For Freedman, exploring her body’s range in Gaga helped her become a more versatile and flexible dancer. “In the time since I’ve been doing Gaga, people comment on how unrestricted, how unbound my body is physically.” She credits this as much to Gaga’s mental training as its physical methods. “My mind and body together experienced a kind of unbinding, a release.”
At its finest, contact improvisation is complex and daring, with partners working through lifts, falls and counterbalances together. Because the study incorporates principals of martial arts (aikido and tai chi), dancers become very aware of energy, effort and the space around them.

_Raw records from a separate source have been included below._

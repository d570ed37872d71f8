use crate::event::DeltaEvent;

/// Final classification of a run once no further mutation will occur.
#[derive(Clone, Debug, PartialEq, Eq, serde::Serialize, serde::Deserialize)]
pub enum Terminal {
    /// The transport signalled end-of-data.
    Completed,
    /// The caller stopped the run.
    Cancelled,
    /// The run failed; carries a human-readable message.
    Errored(String),
}

/// Accumulated view of one streaming run.
///
/// The run task owns the live value and mutates it in place; callers only
/// ever receive cloned snapshots, so no synchronization is needed to read it.
#[derive(Clone, Debug, Default, PartialEq, serde::Serialize, serde::Deserialize)]
pub struct StreamState {
    /// Append-only reasoning/thinking text.
    pub thinking: String,
    /// Append-only final-answer text.
    pub content: String,
    /// True from stream acceptance until any terminal state.
    pub is_streaming: bool,
    /// Set exactly once when the run completes, is cancelled, or errors.
    pub terminal: Option<Terminal>,
}

impl StreamState {
    pub fn new() -> Self {
        Self::default()
    }

    /// Folds one decoded event into the accumulators.
    pub fn apply(&mut self, event: &DeltaEvent) {
        match event {
            DeltaEvent::Reasoning(text) => self.thinking.push_str(text),
            DeltaEvent::Content(text) => self.content.push_str(text),
            DeltaEvent::StreamEnd => self.finish(Terminal::Completed),
            DeltaEvent::Malformed(_) => {}
        }
    }

    /// Freezes the state. The first terminal wins; later calls only make sure
    /// the streaming flag is down.
    pub fn finish(&mut self, terminal: Terminal) {
        if self.terminal.is_none() {
            self.terminal = Some(terminal);
        }
        self.is_streaming = false;
    }

    /// True once a terminal state has been set.
    pub fn is_terminal(&self) -> bool {
        self.terminal.is_some()
    }
}

#[cfg(test)]
mod tests {
    use super::*;

    #[test]
    fn deltas_append_in_order_per_channel() {
        let mut state = StreamState::new();
        for event in [
            DeltaEvent::Reasoning("A".into()),
            DeltaEvent::Content("X".into()),
            DeltaEvent::Reasoning("B".into()),
            DeltaEvent::Content("Y".into()),
        ] {
            state.apply(&event);
        }
        assert_eq!(state.thinking, "AB");
        assert_eq!(state.content, "XY");
    }

    #[test]
    fn malformed_events_leave_accumulators_untouched() {
        let mut state = StreamState::new();
        state.apply(&DeltaEvent::Content("x".into()));
        state.apply(&DeltaEvent::Malformed("{oops".into()));
        assert_eq!(state.content, "x");
        assert!(!state.is_terminal());
    }

    #[test]
    fn stream_end_completes_the_state() {
        let mut state = StreamState::new();
        state.is_streaming = true;
        state.apply(&DeltaEvent::StreamEnd);
        assert_eq!(state.terminal, Some(Terminal::Completed));
        assert!(!state.is_streaming);
    }

    #[test]
    fn first_terminal_state_wins() {
        let mut state = StreamState::new();
        state.is_streaming = true;
        state.finish(Terminal::Cancelled);
        state.finish(Terminal::Completed);
        assert_eq!(state.terminal, Some(Terminal::Cancelled));
        assert!(!state.is_streaming);
    }
}
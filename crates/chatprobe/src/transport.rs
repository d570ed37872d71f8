use std::pin::Pin;
use std::time::Duration;

use futures::StreamExt as _;
use tracing::debug;

use crate::errors::StreamError;
use crate::request::{StreamOptions, StreamRequest};

/// Raw body bytes as they arrive from the server.
pub type ByteStream =
    Pin<Box<dyn futures::Stream<Item = Result<bytes::Bytes, StreamError>> + Send + 'static>>;

/// Seam between the run loop and the network.
///
/// The production implementation is `HttpTransport`; tests substitute scripted
/// fakes to drive the decode loop without sockets.
#[async_trait::async_trait]
pub trait Transport: Send + Sync {
    /// Opens the streaming request and returns the raw byte stream.
    ///
    /// A non-success HTTP status reads the full (non-streamed) error body and
    /// fails with `RequestRejected`, so the caller never enters streaming mode
    /// for a rejected request.
    async fn open(
        &self,
        request: &StreamRequest,
        options: &StreamOptions,
    ) -> Result<ByteStream, StreamError>;
}

/// `reqwest`-backed transport.
pub struct HttpTransport {
    client: reqwest::Client,
}

impl HttpTransport {
    /// Creates a transport with the given default request timeout.
    pub fn new(timeout: Duration) -> Result<Self, StreamError> {
        let client = reqwest::Client::builder()
            .timeout(timeout)
            .build()
            .map_err(|e| StreamError::transport(format!("failed to build http client: {e}")))?;
        Ok(Self { client })
    }
}

#[async_trait::async_trait]
impl Transport for HttpTransport {
    async fn open(
        &self,
        request: &StreamRequest,
        options: &StreamOptions,
    ) -> Result<ByteStream, StreamError> {
        let body = build_request_body(request);
        debug!(endpoint = %request.endpoint, model = %request.model, "opening chat completion stream");

        let mut http_req = self
            .client
            .post(&request.endpoint)
            .bearer_auth(&request.auth_token)
            .json(&body);
        if let Some(timeout) = options.timeout {
            http_req = http_req.timeout(timeout);
        }

        let response = http_req
            .send()
            .await
            .map_err(|e| StreamError::transport(format!("request failed: {e}")))?;
        let status = response.status();
        if !status.is_success() {
            let body = response.text().await.unwrap_or_default();
            return Err(StreamError::rejected(
                status.as_u16(),
                extract_error_message(&body, status.as_u16()),
            ));
        }

        let stream = response
            .bytes_stream()
            .map(|item| item.map_err(|e| StreamError::transport(format!("stream read failed: {e}"))));
        Ok(Box::pin(stream))
    }
}

pub(crate) fn build_request_body(request: &StreamRequest) -> serde_json::Value {
    serde_json::json!({
        "model": request.model,
        "messages": [{ "role": "user", "content": request.user_message }],
        "stream": true,
    })
}

/// Pulls `error.message` out of a rejection body, falling back to a generic
/// message when the body is empty or not the expected shape.
pub(crate) fn extract_error_message(body: &str, status: u16) -> String {
    serde_json::from_str::<serde_json::Value>(body)
        .ok()
        .and_then(|value| {
            value
                .get("error")
                .and_then(|e| e.get("message"))
                .and_then(|m| m.as_str())
                .map(ToOwned::to_owned)
        })
        .unwrap_or_else(|| format!("request failed with status {status}"))
}
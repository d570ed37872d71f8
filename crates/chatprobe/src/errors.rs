/// Errors surfaced by the client API and the streaming run.
///
/// Malformed wire frames are deliberately absent: a frame that fails to parse
/// is reported as a `DeltaEvent::Malformed` and the stream continues.
#[derive(Debug, Clone, PartialEq, Eq, thiserror::Error)]
pub enum StreamError {
    /// No bearer credential was available; the request was never sent.
    #[error("missing api credential")]
    MissingCredential,
    /// Invalid request input (empty message, model, or endpoint).
    #[error("invalid request: {0}")]
    InvalidRequest(String),
    /// Server rejected the request with a non-success status before any
    /// streaming began.
    #[error("request rejected ({status}): {message}")]
    RequestRejected { status: u16, message: String },
    /// Network-level failure during connect or a mid-stream read.
    #[error("transport failure: {message}")]
    TransportFailure { message: String },
    /// The run was stopped by the caller.
    #[error("stream cancelled")]
    Cancelled,
}

impl StreamError {
    /// Creates an invalid-request error.
    pub fn invalid(message: impl Into<String>) -> Self {
        Self::InvalidRequest(message.into())
    }

    /// Creates a transport-level error.
    pub fn transport(message: impl Into<String>) -> Self {
        Self::TransportFailure {
            message: message.into(),
        }
    }

    /// Creates a rejected-request error.
    pub fn rejected(status: u16, message: impl Into<String>) -> Self {
        Self::RequestRejected {
            status,
            message: message.into(),
        }
    }

    /// Returns the human-readable message carried by this error.
    pub fn message(&self) -> String {
        match self {
            Self::RequestRejected { message, .. } | Self::TransportFailure { message } => {
                message.clone()
            }
            other => other.to_string(),
        }
    }
}
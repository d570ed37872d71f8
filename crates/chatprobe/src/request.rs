use std::time::Duration;

/// One streaming chat-completion request. Immutable once submitted.
#[derive(Clone, Debug, PartialEq, Eq, serde::Serialize, serde::Deserialize)]
pub struct StreamRequest {
    /// Full chat-completions URL.
    pub endpoint: String,
    /// Bearer credential sent in the `Authorization` header.
    pub auth_token: String,
    /// Model identifier (for example `deepseek-reasoner`).
    pub model: String,
    /// Single user message to send.
    pub user_message: String,
}

impl StreamRequest {
    /// Creates a request.
    pub fn new(
        endpoint: impl Into<String>,
        auth_token: impl Into<String>,
        model: impl Into<String>,
        user_message: impl Into<String>,
    ) -> Self {
        Self {
            endpoint: endpoint.into(),
            auth_token: auth_token.into(),
            model: model.into(),
            user_message: user_message.into(),
        }
    }
}

/// Per-run behavior options.
#[derive(Clone, Debug, serde::Serialize, serde::Deserialize)]
pub struct StreamOptions {
    /// Optional per-request HTTP timeout.
    pub timeout: Option<Duration>,
    /// Bounded snapshot buffer size between the run task and the consumer.
    pub snapshot_buffer_capacity: usize,
}

impl Default for StreamOptions {
    fn default() -> Self {
        Self {
            timeout: None,
            snapshot_buffer_capacity: 32,
        }
    }
}
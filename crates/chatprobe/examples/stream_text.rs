use chatprobe::prelude::*;

#[tokio::main(flavor = "current_thread")]
async fn main() -> Result<(), StreamError> {
    let config = ClientConfig::from_env()?;
    let client = Client::new(&config)?;
    let message = std::env::args()
        .nth(1)
        .unwrap_or_else(|| "Introduce yourself in one sentence.".to_string());

    let mut stream = client
        .start(config.request("deepseek-reasoner", message))
        .await?;

    // Snapshots are cumulative; print only what is new.
    let mut thinking_seen = 0;
    let mut content_seen = 0;
    while let Some(state) = stream.next_state().await {
        if state.thinking.len() > thinking_seen {
            eprint!("{}", &state.thinking[thinking_seen..]);
            thinking_seen = state.thinking.len();
        }
        if state.content.len() > content_seen {
            print!("{}", &state.content[content_seen..]);
            content_seen = state.content.len();
        }
        if state.is_terminal() {
            break;
        }
    }

    let _ = stream.finish().await?;
    println!();
    Ok(())
}
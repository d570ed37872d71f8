//! Common imports for typical client usage.
pub use crate::{
    ChatStream, Client, ClientConfig, DeltaEvent, StopHandle, StreamError, StreamOptions,
    StreamRequest, StreamState, Terminal,
};
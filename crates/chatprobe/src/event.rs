/// A single decoded unit from the wire stream.
#[derive(Clone, Debug, PartialEq, Eq)]
pub enum DeltaEvent {
    /// Increment of thinking/reasoning text.
    Reasoning(String),
    /// Increment of final-answer text.
    Content(String),
    /// No further events will arrive; produced when the transport read loop
    /// observes end-of-data, never from the `[DONE]` wire token.
    StreamEnd,
    /// A `data:` payload that failed JSON parsing. Carries the raw payload.
    Malformed(String),
}

/// Wire shape of one streamed chat-completion chunk.
///
/// Only the fields this client consumes are modeled; everything else in the
/// payload is ignored by serde.
#[derive(Debug, serde::Deserialize)]
pub(crate) struct ChunkPayload {
    #[serde(default)]
    pub choices: Vec<ChoicePayload>,
}

#[derive(Debug, serde::Deserialize)]
pub(crate) struct ChoicePayload {
    #[serde(default)]
    pub delta: DeltaPayload,
}

#[derive(Debug, Default, serde::Deserialize)]
pub(crate) struct DeltaPayload {
    pub reasoning_content: Option<String>,
    pub content: Option<String>,
}
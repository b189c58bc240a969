//! Basic Access Control and Secure Messaging for contactless eID documents.
//!
//! The `eid-bac` crate authenticates a reader against the chip of an
//! electronic identity document (eID card or passport) following the ICAO
//! Doc 9303 Basic Access Control protocol, establishes the encrypted and
//! integrity-protected Secure Messaging channel, and reads elementary files
//! over it. Access keys are derived from the document's Machine Readable
//! Zone, so the caller must supply the MRZ lines (or the document number,
//! birth date and expiry date) before a session can authenticate.
//!
//! Deployed card firmware disagrees on several points of APDU framing, so
//! the protocol steps known to vary (EXTERNAL AUTHENTICATE framing,
//! protected SELECT parameters) are retried over an ordered list of
//! variants, and file reading degrades to plaintext APDUs when a card
//! refuses every protected SELECT variant.
//!
//! **NOTE:**
//! Please note that this crate is provided 'as is' and is not considered
//! production-ready. Use at your own risk.
//!
//! PACE, Chip Authentication, Active Authentication and Passive
//! Authentication are **not** supported; cards that mandate PACE cannot be
//! read with BAC alone.
//!
//! # Quick Start
//!
//! ```
//! use eid_bac::{bytes2hex, mrz_info_from_td1, BacError, EidComms};
//! use tracing::{error, info};
//!
//! fn main() -> Result<(), BacError> {
//!     tracing_subscriber::fmt()
//!         .with_max_level(tracing::Level::TRACE)
//!         .init();
//!
//!     // Establish a PC/SC context.
//!     let ctx = match pcsc::Context::establish(pcsc::Scope::User) {
//!         Ok(ctx) => ctx,
//!         Err(err) => {
//!             error!("Failed to establish context: {err}");
//!             return Ok(());
//!         }
//!     };
//!
//!     // List available readers.
//!     let mut readers_buf = [0; 2048];
//!     let mut readers = match ctx.list_readers(&mut readers_buf) {
//!         Ok(readers) => readers,
//!         Err(err) => {
//!             error!("Failed to list readers: {err}");
//!             return Ok(());
//!         }
//!     };
//!
//!     // Use the first reader.
//!     let reader = match readers.next() {
//!         Some(reader) => reader,
//!         None => {
//!             error!("No readers are connected.");
//!             return Ok(());
//!         }
//!     };
//!     info!("Using reader: {reader:?}");
//!
//!     // Connect to the card.
//!     let card = match ctx.connect(reader, pcsc::ShareMode::Shared, pcsc::Protocols::ANY) {
//!         Ok(card) => card,
//!         Err(pcsc::Error::NoSmartcard) => {
//!             error!("A smartcard is not present in the reader.");
//!             return Ok(());
//!         }
//!         Err(err) => {
//!             error!("Failed to connect to card: {err}");
//!             return Ok(());
//!         }
//!     };
//!
//!     let mut comms = EidComms::<pcsc::Card>::new(card);
//!
//!     // Select the eID application.
//!     comms.select_application()?;
//!
//!     // Derive the access keys from the TD1 MRZ printed on the document.
//!     let mrz_line1 = "FIRST MRZ LINE";
//!     let mrz_line2 = "SECOND MRZ LINE";
//!     let mrz_line3 = "THIRD MRZ LINE";
//!     let mrz_info = match mrz_info_from_td1(mrz_line1, mrz_line2, mrz_line3) {
//!         Ok(mrz_info) => mrz_info,
//!         Err(err) => {
//!             error!("Invalid MRZ: {err}");
//!             return Ok(());
//!         }
//!     };
//!
//!     comms.establish_bac_session_keys(mrz_info.as_bytes())?;
//!
//!     // Read EF.COM over the protected channel.
//!     let ef_com = comms.read_file(b"\x01\x1E", "EF.COM")?;
//!     info!("Data from the EF.COM: {}", bytes2hex(&ef_com));
//!
//!     return Ok(());
//! }
//! ```

#![forbid(unsafe_code)]

extern crate alloc;
use alloc::{borrow::ToOwned, collections::BTreeMap, format, string::String, vec, vec::Vec};
use cipher::{BlockDecryptMut, BlockEncryptMut, KeyInit, KeyIvInit};
use constant_time_eq::constant_time_eq;
use core::fmt::{self, Write};
use rand::{rngs::OsRng, CryptoRng, RngCore};
use sha1_checked::Sha1;
use std::num::TryFromIntError;
use tracing::{error, info, trace, warn};
use std::env;

use eid_bac::{bytes2hex, compose_mrz_info, mrz_info_from_td1, BacError, EidComms};
use tracing::{error, info};

fn main() -> Result<(), BacError> {
    tracing_subscriber::fmt()
        .with_max_level(tracing::Level::TRACE)
        .init();

    // Establish a PC/SC context.
    let ctx = match pcsc::Context::establish(pcsc::Scope::User) {
        Ok(ctx) => ctx,
        Err(err) => {
            error!("Failed to establish context: {err}");
            std::process::exit(1);
        }
    };

    // List available readers.
    let mut readers_buf = [0; 2048];
    let mut readers = match ctx.list_readers(&mut readers_buf) {
        Ok(readers) => readers,
        Err(err) => {
            error!("Failed to list readers: {err}");
            std::process::exit(1);
        }
    };

    // Use the first reader.
    let reader = match readers.next() {
        Some(reader) => reader,
        None => {
            error!("No readers are connected.");
            std::process::exit(1);
        }
    };
    info!("Using reader: {reader:?}");

    // Connect to the card.
    let card = match ctx.connect(reader, pcsc::ShareMode::Shared, pcsc::Protocols::ANY) {
        Ok(card) => card,
        Err(pcsc::Error::NoSmartcard) => {
            error!("A smartcard is not present in the reader.");
            std::process::exit(1);
        }
        Err(err) => {
            error!("Failed to connect to card: {err}");
            std::process::exit(1);
        }
    };

    let mut comms = EidComms::<pcsc::Card>::new(card);

    // Select the eID application.
    comms.select_application()?;

    // Either the raw TD1 MRZ lines or the individual fields work as input.
    let mrz_info = match (env::var("MRZ_LINE1"), env::var("MRZ_LINE2")) {
        (Ok(line1), Ok(line2)) => {
            let line3 = env::var("MRZ_LINE3").unwrap_or_default();
            mrz_info_from_td1(&line1, &line2, &line3)?
        }
        _ => {
            let doc_no = env::var("DOCNO").expect("Please set MRZ_LINE1/MRZ_LINE2 or DOCNO");
            let birthdate =
                env::var("BIRTHDATE").expect("Please set BIRTHDATE environment variable");
            let expirydate =
                env::var("EXPIRYDATE").expect("Please set EXPIRYDATE environment variable");
            compose_mrz_info(&doc_no, &birthdate, &expirydate)?
        }
    };

    comms.establish_bac_session_keys(mrz_info.as_bytes())?;

    // Read EF.COM
    let ef_com = comms.read_file(b"\x01\x1E", "EF.COM")?;
    info!("Data from the EF.COM: {}", bytes2hex(&ef_com));

    // Read EF.SOD
    let ef_sod = comms.read_file(b"\x01\x1D", "EF.SOD")?;
    info!("Data from the EF.SOD: {}", bytes2hex(&ef_sod));

    // Read EF.DG1
    let ef_dg1 = comms.read_file(b"\x01\x01", "EF.DG1")?;
    info!("Data from the EF.DG1: {}", bytes2hex(&ef_dg1));

    return Ok(());
}
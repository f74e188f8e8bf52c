//! Lock helpers shared by the mutex-guarded components.

use std::sync::{Mutex, MutexGuard, PoisonError};

/// Acquire a std mutex, recovering the guard if a previous holder panicked.
///
/// Every critical section in this crate is O(1) and leaves its state
/// consistent before any call that could panic, so a poisoned lock still
/// holds valid data.
pub(crate) fn lock<T>(mutex: &Mutex<T>) -> MutexGuard<'_, T> {
    mutex.lock().unwrap_or_else(PoisonError::into_inner)
}
//! View pipeline integration tests.
//!
//! Tests verify:
//! - Rapid view changes apply only the newest render
//! - Renders of different kinds do not supersede each other
//! - Render timeouts cancel cooperatively and leave no trace
//! - Cache budget is enforced across renders
//! - Click mapping agrees with the rendered pixels

use std::time::Duration;

use viewcore::{
    CropRect, Disposition, DownsampleFactor, ImageShape, JobError, JobState, OutcomeKind, Rect,
    ViewKind, ViewLookup, ViewRequest, ViewState,
};

use super::test_utils::{Harness, InstrumentedSource, IMAGE_ID, WAIT};

const MIB: usize = 1024 * 1024;

fn full_view() -> ViewState {
    ViewState::full_image(ImageShape::new(8, 8))
}

fn frame_request(t: u64) -> ViewRequest {
    ViewRequest::frame(IMAGE_ID, t, 0, full_view())
}

// =============================================================================
// Supersession
// =============================================================================

#[tokio::test(flavor = "multi_thread", worker_threads = 2)]
async fn test_scrub_storm_applies_only_newest() {
    let mut h = Harness::new(InstrumentedSource::ramp(8, 8, 4), 2, MIB);
    let (entered, release) = h.source.gate();

    h.service.request_view(frame_request(0)).unwrap();
    // The first render is now reading inside the source.
    assert_eq!(entered.recv_timeout(WAIT).unwrap(), 0);

    h.service.request_view(frame_request(1)).unwrap();
    h.service.request_view(frame_request(2)).unwrap();
    for _ in 0..3 {
        release.send(()).unwrap();
    }
    h.settle().await;

    assert_eq!(h.sink.ready_ts(), vec![2]);
    assert_eq!(h.source.reads(), 3);

    let cache = h.service.cache();
    assert_eq!(cache.len(), 1);
    assert!(cache.contains(&h.service.cache_key(&frame_request(2)).unwrap()));
    assert!(!cache.contains(&h.service.cache_key(&frame_request(0)).unwrap()));
}

#[tokio::test(flavor = "multi_thread", worker_threads = 2)]
async fn test_stale_failure_is_silent() {
    let mut h = Harness::new(InstrumentedSource::ramp(8, 8, 4), 2, MIB);

    // Out of range, but superseded before it can be delivered.
    h.service.request_view(frame_request(99)).unwrap();
    h.service.request_view(frame_request(1)).unwrap();
    h.settle().await;

    assert_eq!(h.sink.failed_count(), 0);
    assert_eq!(h.sink.ready_ts(), vec![1]);
}

#[tokio::test(flavor = "multi_thread", worker_threads = 2)]
async fn test_current_failure_reaches_sink() {
    let mut h = Harness::new(InstrumentedSource::ramp(8, 8, 4), 2, MIB);

    h.service.request_view(frame_request(99)).unwrap();
    h.settle().await;

    let failed = h.sink.failed.lock().unwrap();
    assert_eq!(failed.len(), 1);
    assert_eq!(failed[0].0.t, 99);
    assert!(matches!(failed[0].1, JobError::Failed(_)));
    assert!(h.service.cache().is_empty());
}

#[tokio::test(flavor = "multi_thread", worker_threads = 2)]
async fn test_kinds_render_independently() {
    let mut h = Harness::new(InstrumentedSource::ramp(8, 8, 4), 2, MIB);

    h.service.request_view(frame_request(3)).unwrap();
    h.service
        .request_view(ViewRequest::projection(IMAGE_ID, ViewKind::Max, 0, full_view()))
        .unwrap();
    h.settle().await;

    let ready = h.sink.ready.lock().unwrap();
    assert_eq!(ready.len(), 2);
    let max = ready
        .iter()
        .find(|(r, _)| r.kind == ViewKind::Max)
        .map(|(_, f)| f.clone())
        .unwrap();
    // Max over t of t * 1000 + 9 at pixel (1, 1)
    assert_eq!(max.get(1, 1), Some(3009.0));

    let stats = h.service.cache().stats();
    assert_eq!(stats.full_entries, 2);
    assert_eq!(stats.pyramid_entries, 0);
}

// =============================================================================
// Cancellation
// =============================================================================

#[tokio::test(flavor = "multi_thread", worker_threads = 2)]
async fn test_render_timeout_cancels_projection() {
    let source = InstrumentedSource::ramp(8, 8, 20).with_delay(Duration::from_millis(20));
    let mut h = Harness::new(source, 2, MIB);
    h.service = h.service.with_render_timeout(Duration::from_millis(50));

    let lookup = h
        .service
        .request_view(ViewRequest::projection(IMAGE_ID, ViewKind::Mean, 0, full_view()))
        .unwrap();
    let ViewLookup::Pending(handle) = lookup else {
        panic!("expected a pending render");
    };
    h.settle().await;

    assert_eq!(
        handle.state(),
        JobState::Delivered(OutcomeKind::Cancelled, Disposition::Discarded)
    );
    assert!(h.source.reads() < 20);
    assert_eq!(h.sink.ready_count(), 0);
    assert_eq!(h.sink.failed_count(), 0);
    assert!(h.service.cache().is_empty());
}

#[tokio::test(flavor = "multi_thread", worker_threads = 2)]
async fn test_reset_discards_running_render() {
    let mut h = Harness::new(InstrumentedSource::ramp(8, 8, 4), 1, MIB);
    let (entered, release) = h.source.gate();

    h.service.request_view(frame_request(0)).unwrap();
    entered.recv_timeout(WAIT).unwrap();
    h.service.reset();
    release.send(()).unwrap();
    h.settle().await;

    assert_eq!(h.sink.ready_count(), 0);
    assert!(h.service.cache().is_empty());

    // The pipeline keeps working after a reset.
    h.source.open();
    h.service.request_view(frame_request(1)).unwrap();
    h.settle().await;
    assert_eq!(h.sink.ready_ts(), vec![1]);
}

// =============================================================================
// Caching
// =============================================================================

#[tokio::test(flavor = "multi_thread", worker_threads = 2)]
async fn test_cache_budget_across_renders() {
    // 8x8 f32 frames are 256 bytes; the full pool gets 750 of 1000 bytes.
    let mut h = Harness::new(InstrumentedSource::ramp(8, 8, 5), 2, 1000);

    for t in 0..5 {
        h.service.request_view(frame_request(t)).unwrap();
        h.settle().await;
    }

    let cache = h.service.cache();
    assert_eq!(cache.len(), 2);
    assert!(cache.used_bytes() <= 750);
    let telemetry = cache.telemetry();
    assert_eq!(telemetry.eviction_count, 3);
    assert_eq!(telemetry.bytes_evicted, 3 * 256);

    // Most recent render is a hit; the oldest has to be rendered again.
    assert!(matches!(
        h.service.request_view(frame_request(4)).unwrap(),
        ViewLookup::Ready(_)
    ));
    let reads = h.source.reads();
    assert!(matches!(
        h.service.request_view(frame_request(0)).unwrap(),
        ViewLookup::Pending(_)
    ));
    h.settle().await;
    assert_eq!(h.source.reads(), reads + 1);
}

#[tokio::test(flavor = "multi_thread", worker_threads = 2)]
async fn test_invalidate_forces_rerender() {
    let mut h = Harness::new(InstrumentedSource::ramp(8, 8, 2), 2, MIB);

    h.service.request_view(frame_request(0)).unwrap();
    h.settle().await;
    assert!(matches!(
        h.service.request_view(frame_request(0)).unwrap(),
        ViewLookup::Ready(_)
    ));

    assert_eq!(h.service.invalidate_image(IMAGE_ID), 1);
    assert!(matches!(
        h.service.request_view(frame_request(0)).unwrap(),
        ViewLookup::Pending(_)
    ));
    h.settle().await;
    assert_eq!(h.source.reads(), 2);
}

#[tokio::test(flavor = "multi_thread", worker_threads = 2)]
async fn test_zoomed_views_land_in_pyramid_pool() {
    let mut h = Harness::new(InstrumentedSource::ramp(8, 8, 1), 2, MIB);
    let zoomed = ViewState::new(
        CropRect::new(0.0, 0.0, 8.0, 8.0),
        DownsampleFactor::new(4.0).unwrap(),
    );

    h.service
        .request_view(ViewRequest::frame(IMAGE_ID, 0, 0, zoomed))
        .unwrap();
    h.settle().await;

    let ready = h.sink.ready.lock().unwrap();
    assert_eq!(ready[0].1.shape(), ImageShape::new(2, 2));
    let stats = h.service.cache().stats();
    assert_eq!((stats.full_entries, stats.pyramid_entries), (0, 1));
}

// =============================================================================
// Coordinates
// =============================================================================

#[tokio::test(flavor = "multi_thread", worker_threads = 2)]
async fn test_click_maps_to_rendered_pixel() {
    let mut h = Harness::new(InstrumentedSource::ramp(8, 8, 1), 2, MIB);
    let view = ViewState::new(CropRect::new(2.0, 2.0, 4.0, 4.0), DownsampleFactor::ONE);
    let request = ViewRequest::frame(IMAGE_ID, 0, 0, view);

    h.service.request_view(request.clone()).unwrap();
    h.settle().await;
    let frame = h.sink.ready.lock().unwrap()[0].1.clone();

    // Canvas (x=1, y=3) is display row 3, column 1 of the crop.
    let (y, x) = h.service.map_click(&request, 1.0, 3.0).unwrap().unwrap();
    assert_eq!((y, x), (5.0, 3.0));
    assert_eq!(frame.get(3, 1), Some((y * 8.0 + x) as f32));

    let overlay = h.service.overlay_rect(&request, Rect::new(3.0, 3.0, 2.0, 2.0));
    assert_eq!(overlay, Rect::new(1.0, 1.0, 2.0, 2.0));
}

One of contact’s great learning curves is being able to trust another person with your body weight during moments of disorientation. “It can be quite scary for someone whose training has taught them to balance,” says Chris Aiken, a dance professor at Smith College who studied under improv great Nancy Stark Smith. Dancers must rely less on visual stimuli and more on physical sensation. “When you practice contact, as much as 80 percent of what you’re responding to is touch, and that has a way of reorganizing your perceptual systems,” he says.
Because of this shift, Aiken says it’s important to make peace with the fact that expertise takes time. Eventually, you’ll take away fine-tuned partnering skills with a much sharper sense of exactly how much force a movement requires. This can make for more dynamic dancing—with or without a partner—and a heightened perception of how to adapt to the bodies around you.
Jill Johnson and dancer Sokvannara (Sy) Sar work through a Forysthe modality. Photo by Rachel Papo for Dance Teacher.
Forsythe Improvisation Technologies
Although William Forsythe designed his movement language on ballet dancers, its principles can boost anyone’s creativity. “It’s beyond a stylistic approach—it’s an approach to the creative process,” says Harvard University dance director Jill Johnson, who danced for Forsythe’s Ballett Frankfurt. “We’re cultivating the ability to respond to any given moment.” With more than 130 modalities, or prompts, such as “room writing,” which involves tracing an imagined room with a specific part of your body, the possibilities for invention are endless.
A challenging—and rewarding—element of Forsythe’s technique is allowing each body part to process movement possibilities on its own. For instance, drawing a shape with your knee is a completely different experience than drawing it with your nose. But through these isolated studies, dancers discover the full range of their bodies, and learn how to initiate movement from unexpected places. “The hope is that the dancers will be empowered with new forms of self-expression that they can utilize as an artist, building a library of resources,” says Johnson. “And it can be greatly individualized. Some may learn through imagery and others may find a structural sense that helps them soar.”